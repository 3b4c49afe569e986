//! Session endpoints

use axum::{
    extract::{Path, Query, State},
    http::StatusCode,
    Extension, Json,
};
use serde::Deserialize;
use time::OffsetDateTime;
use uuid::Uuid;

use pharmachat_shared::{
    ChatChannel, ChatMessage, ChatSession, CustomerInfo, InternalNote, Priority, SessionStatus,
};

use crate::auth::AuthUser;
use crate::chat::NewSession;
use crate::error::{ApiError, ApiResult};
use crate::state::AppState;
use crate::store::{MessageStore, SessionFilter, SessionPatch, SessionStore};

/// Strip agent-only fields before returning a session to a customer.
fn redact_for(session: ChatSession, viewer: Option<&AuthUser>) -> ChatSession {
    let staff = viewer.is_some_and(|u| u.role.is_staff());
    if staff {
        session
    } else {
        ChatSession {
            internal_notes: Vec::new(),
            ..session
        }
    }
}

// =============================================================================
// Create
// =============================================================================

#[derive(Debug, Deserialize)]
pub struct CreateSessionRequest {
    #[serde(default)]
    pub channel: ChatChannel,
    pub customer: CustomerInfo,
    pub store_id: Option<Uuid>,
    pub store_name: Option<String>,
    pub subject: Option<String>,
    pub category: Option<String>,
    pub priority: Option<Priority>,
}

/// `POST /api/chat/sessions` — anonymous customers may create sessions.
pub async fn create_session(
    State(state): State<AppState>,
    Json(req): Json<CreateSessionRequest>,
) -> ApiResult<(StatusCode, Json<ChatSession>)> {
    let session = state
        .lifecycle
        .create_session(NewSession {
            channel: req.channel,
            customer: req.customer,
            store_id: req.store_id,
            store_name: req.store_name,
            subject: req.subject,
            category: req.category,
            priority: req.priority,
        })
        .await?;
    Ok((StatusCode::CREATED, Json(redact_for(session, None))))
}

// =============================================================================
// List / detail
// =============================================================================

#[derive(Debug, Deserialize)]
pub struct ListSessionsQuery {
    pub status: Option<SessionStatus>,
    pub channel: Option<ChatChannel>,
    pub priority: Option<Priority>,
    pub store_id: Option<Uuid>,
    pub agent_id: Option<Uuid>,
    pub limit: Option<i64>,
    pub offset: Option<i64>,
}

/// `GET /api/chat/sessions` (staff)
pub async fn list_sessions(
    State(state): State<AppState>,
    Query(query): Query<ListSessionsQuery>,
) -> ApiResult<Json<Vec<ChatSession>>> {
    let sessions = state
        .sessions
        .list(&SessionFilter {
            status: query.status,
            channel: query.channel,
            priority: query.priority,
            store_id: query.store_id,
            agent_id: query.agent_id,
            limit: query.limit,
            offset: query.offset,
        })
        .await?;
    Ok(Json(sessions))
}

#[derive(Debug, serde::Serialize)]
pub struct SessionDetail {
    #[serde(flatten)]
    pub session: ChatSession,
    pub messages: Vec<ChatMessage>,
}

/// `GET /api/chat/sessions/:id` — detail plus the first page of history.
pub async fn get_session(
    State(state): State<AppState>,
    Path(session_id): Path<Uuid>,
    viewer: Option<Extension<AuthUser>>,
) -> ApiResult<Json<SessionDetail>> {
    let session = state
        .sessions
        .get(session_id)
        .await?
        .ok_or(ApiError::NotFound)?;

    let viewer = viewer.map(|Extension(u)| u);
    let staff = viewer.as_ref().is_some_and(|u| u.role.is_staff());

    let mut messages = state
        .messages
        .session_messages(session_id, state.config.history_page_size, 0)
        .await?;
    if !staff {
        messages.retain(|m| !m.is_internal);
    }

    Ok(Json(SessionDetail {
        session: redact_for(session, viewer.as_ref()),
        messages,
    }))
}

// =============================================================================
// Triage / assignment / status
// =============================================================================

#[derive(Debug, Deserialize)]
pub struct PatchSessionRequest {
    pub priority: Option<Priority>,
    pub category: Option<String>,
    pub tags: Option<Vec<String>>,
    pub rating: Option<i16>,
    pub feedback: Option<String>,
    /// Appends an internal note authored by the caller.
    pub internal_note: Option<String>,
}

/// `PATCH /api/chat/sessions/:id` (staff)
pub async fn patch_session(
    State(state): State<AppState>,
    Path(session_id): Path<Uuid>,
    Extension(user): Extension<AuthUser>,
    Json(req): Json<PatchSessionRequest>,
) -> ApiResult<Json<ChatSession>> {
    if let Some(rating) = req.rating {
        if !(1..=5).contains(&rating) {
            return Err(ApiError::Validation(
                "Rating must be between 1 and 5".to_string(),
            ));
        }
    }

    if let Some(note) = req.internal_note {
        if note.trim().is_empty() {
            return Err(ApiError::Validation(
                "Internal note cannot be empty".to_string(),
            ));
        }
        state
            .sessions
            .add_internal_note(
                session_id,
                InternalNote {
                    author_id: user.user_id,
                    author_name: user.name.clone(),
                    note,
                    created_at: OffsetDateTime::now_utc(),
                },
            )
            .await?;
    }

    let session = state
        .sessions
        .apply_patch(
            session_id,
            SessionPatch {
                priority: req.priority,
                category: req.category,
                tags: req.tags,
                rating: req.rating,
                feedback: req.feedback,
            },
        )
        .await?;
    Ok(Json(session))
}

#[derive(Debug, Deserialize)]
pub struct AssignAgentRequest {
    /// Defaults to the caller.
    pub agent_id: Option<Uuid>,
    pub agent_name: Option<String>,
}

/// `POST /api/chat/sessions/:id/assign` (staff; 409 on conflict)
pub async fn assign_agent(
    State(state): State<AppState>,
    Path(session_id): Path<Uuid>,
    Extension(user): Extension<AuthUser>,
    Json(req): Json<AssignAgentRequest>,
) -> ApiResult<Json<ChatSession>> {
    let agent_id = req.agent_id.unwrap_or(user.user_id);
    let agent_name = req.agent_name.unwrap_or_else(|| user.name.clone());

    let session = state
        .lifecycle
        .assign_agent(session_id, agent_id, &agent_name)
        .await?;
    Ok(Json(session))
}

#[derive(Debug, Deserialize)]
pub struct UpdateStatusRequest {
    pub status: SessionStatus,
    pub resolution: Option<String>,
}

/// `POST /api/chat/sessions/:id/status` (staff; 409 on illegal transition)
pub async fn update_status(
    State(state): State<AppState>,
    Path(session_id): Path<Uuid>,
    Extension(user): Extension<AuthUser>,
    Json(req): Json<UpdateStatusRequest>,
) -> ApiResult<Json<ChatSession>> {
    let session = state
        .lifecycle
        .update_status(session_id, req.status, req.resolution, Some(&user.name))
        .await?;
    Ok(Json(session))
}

---

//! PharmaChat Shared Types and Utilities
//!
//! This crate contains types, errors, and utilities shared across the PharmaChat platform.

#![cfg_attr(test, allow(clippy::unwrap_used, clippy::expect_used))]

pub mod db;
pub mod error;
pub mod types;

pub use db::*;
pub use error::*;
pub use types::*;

==

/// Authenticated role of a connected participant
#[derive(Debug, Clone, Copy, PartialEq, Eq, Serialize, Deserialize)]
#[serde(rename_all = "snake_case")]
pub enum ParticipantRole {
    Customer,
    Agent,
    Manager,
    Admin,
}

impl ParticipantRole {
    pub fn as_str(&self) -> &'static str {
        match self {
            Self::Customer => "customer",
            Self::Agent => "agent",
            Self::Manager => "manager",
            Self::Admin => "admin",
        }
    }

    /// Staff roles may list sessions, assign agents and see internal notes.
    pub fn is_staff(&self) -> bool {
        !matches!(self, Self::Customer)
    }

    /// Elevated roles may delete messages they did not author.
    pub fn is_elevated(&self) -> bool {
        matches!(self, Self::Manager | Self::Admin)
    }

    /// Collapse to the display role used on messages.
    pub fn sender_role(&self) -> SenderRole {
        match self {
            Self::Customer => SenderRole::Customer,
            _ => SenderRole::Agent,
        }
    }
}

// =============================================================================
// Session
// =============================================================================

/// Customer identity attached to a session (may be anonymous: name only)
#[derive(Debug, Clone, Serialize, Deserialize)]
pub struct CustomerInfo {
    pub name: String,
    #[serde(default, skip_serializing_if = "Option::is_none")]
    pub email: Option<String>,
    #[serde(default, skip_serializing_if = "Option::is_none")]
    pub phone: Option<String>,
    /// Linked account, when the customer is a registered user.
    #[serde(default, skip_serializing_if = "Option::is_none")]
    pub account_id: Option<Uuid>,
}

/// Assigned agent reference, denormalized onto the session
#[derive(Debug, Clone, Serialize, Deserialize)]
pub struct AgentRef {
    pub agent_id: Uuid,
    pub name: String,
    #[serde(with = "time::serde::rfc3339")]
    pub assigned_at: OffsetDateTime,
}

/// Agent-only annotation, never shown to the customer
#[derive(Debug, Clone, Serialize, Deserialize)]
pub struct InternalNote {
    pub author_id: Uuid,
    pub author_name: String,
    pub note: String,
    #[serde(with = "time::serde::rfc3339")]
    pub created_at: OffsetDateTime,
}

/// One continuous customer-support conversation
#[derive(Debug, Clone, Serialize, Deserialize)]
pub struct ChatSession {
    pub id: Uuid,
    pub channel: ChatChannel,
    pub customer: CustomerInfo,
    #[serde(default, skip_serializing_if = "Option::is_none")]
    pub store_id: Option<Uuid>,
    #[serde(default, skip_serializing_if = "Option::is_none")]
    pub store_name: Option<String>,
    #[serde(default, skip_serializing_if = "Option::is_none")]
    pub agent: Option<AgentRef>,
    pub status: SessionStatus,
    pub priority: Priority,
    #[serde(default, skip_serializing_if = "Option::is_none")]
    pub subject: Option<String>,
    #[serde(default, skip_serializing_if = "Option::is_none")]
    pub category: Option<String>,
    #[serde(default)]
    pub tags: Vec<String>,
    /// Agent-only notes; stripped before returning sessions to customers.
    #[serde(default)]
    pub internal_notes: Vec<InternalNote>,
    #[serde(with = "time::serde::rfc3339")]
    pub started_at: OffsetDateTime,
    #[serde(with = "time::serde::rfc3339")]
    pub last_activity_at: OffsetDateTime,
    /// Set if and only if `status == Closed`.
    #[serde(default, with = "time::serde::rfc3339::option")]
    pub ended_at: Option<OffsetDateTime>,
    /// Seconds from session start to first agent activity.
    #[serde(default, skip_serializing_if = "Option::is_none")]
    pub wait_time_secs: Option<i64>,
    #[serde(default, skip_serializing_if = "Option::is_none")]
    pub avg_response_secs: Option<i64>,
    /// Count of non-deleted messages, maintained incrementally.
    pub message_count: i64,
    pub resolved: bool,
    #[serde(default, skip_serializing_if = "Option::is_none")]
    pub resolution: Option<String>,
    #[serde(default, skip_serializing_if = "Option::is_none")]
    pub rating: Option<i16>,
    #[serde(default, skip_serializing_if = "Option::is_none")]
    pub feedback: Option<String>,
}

◆ TASK PROMPT ◆
The number of lines in this listing that hold "ChatChannel" is the only answer required.

◆ SOLUTION TO THIS PROBLEM ◆
4